(The records begins)

mod config;
mod controller;
mod redraw;

pub use config::{DEFAULT_TICK_INTERVAL, MAX_TICK_INTERVAL, SimulationConfig};
pub use controller::{RunState, SimulationController};
pub use redraw::{NullSink, Redraw, RedrawCause, RedrawSink};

(The records ends)

_Problem_.
Where a line of the material above holds the string "controller", copy that line.

_Response_.
mod controller;
pub use controller::{RunState, SimulationController};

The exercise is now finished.